Below is some data. Retype exactly the lines starting at the one with "fn panic_payload_to_string(payload: &(dyn" and ending at the one with "let mut media_controls_manager".

**** Dataset records ****

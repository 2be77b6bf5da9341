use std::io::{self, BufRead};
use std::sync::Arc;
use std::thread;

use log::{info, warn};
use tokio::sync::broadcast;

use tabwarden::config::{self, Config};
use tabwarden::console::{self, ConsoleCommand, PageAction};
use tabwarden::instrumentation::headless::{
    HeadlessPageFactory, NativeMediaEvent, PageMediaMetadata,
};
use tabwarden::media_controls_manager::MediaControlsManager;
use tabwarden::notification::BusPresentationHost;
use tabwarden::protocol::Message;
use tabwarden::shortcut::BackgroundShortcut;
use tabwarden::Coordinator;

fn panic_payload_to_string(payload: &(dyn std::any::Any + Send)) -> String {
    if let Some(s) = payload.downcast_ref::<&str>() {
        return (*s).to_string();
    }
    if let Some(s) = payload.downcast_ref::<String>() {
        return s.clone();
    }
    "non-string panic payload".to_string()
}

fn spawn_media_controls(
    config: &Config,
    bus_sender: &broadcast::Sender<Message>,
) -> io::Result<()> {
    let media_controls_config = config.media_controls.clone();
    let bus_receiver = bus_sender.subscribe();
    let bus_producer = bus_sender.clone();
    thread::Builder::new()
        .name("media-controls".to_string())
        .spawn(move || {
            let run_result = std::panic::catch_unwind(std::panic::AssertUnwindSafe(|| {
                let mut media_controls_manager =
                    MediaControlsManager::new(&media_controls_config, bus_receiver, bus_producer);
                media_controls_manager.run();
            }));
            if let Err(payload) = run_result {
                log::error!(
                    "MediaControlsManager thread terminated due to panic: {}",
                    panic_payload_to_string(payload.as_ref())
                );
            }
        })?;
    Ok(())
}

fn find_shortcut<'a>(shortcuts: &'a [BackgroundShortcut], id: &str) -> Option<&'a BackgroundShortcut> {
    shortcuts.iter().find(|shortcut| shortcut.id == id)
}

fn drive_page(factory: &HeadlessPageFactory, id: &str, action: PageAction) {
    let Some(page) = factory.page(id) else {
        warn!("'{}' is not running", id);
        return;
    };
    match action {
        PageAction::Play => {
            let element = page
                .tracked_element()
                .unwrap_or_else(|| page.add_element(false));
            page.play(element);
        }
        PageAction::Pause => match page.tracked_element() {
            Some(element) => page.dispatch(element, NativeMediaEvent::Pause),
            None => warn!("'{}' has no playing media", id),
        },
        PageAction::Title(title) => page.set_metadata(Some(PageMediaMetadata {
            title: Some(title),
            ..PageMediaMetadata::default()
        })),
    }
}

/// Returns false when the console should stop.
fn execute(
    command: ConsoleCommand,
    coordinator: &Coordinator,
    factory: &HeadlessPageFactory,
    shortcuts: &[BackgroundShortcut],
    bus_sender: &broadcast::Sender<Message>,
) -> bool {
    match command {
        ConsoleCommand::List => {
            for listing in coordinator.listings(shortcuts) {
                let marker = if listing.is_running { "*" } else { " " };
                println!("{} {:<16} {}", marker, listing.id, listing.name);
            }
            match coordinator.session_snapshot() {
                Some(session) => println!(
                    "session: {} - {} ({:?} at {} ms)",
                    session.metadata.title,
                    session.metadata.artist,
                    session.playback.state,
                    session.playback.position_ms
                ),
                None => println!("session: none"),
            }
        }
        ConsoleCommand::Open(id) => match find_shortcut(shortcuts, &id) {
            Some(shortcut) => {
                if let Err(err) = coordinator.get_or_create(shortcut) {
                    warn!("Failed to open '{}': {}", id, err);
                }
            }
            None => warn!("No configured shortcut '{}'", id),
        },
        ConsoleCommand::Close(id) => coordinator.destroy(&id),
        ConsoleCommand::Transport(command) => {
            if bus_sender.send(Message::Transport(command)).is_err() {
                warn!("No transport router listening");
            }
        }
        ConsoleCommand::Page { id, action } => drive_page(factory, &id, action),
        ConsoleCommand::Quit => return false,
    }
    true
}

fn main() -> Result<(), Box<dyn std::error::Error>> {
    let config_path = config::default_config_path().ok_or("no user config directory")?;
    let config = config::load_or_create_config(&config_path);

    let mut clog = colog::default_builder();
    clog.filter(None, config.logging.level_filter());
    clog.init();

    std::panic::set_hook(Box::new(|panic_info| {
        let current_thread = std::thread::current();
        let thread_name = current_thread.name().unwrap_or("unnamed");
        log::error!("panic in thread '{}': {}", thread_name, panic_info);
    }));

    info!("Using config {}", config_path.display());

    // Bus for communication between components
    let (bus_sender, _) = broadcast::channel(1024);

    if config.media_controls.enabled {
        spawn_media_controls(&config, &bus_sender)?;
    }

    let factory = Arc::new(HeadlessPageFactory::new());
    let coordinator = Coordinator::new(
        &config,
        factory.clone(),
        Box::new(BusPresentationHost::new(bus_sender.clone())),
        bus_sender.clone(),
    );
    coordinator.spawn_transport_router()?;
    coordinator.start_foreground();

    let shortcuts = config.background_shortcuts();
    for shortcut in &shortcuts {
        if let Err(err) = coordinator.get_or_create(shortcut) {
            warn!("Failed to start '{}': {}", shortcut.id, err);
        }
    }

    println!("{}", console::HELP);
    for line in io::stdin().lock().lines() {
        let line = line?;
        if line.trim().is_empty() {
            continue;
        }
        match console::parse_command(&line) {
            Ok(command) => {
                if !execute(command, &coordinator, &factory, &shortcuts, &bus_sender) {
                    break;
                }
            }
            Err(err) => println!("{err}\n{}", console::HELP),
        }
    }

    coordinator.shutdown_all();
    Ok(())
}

****

> [Output for this task]
fn panic_payload_to_string(payload: &(dyn std::any::Any + Send)) -> String {
    if let Some(s) = payload.downcast_ref::<&str>() {
        return (*s).to_string();
    }
    if let Some(s) = payload.downcast_ref::<String>() {
        return s.clone();
    }
    "non-string panic payload".to_string()
}

fn spawn_media_controls(
    config: &Config,
    bus_sender: &broadcast::Sender<Message>,
) -> io::Result<()> {
    let media_controls_config = config.media_controls.clone();
    let bus_receiver = bus_sender.subscribe();
    let bus_producer = bus_sender.clone();
    thread::Builder::new()
        .name("media-controls".to_string())
        .spawn(move || {
            let run_result = std::panic::catch_unwind(std::panic::AssertUnwindSafe(|| {
                let mut media_controls_manager =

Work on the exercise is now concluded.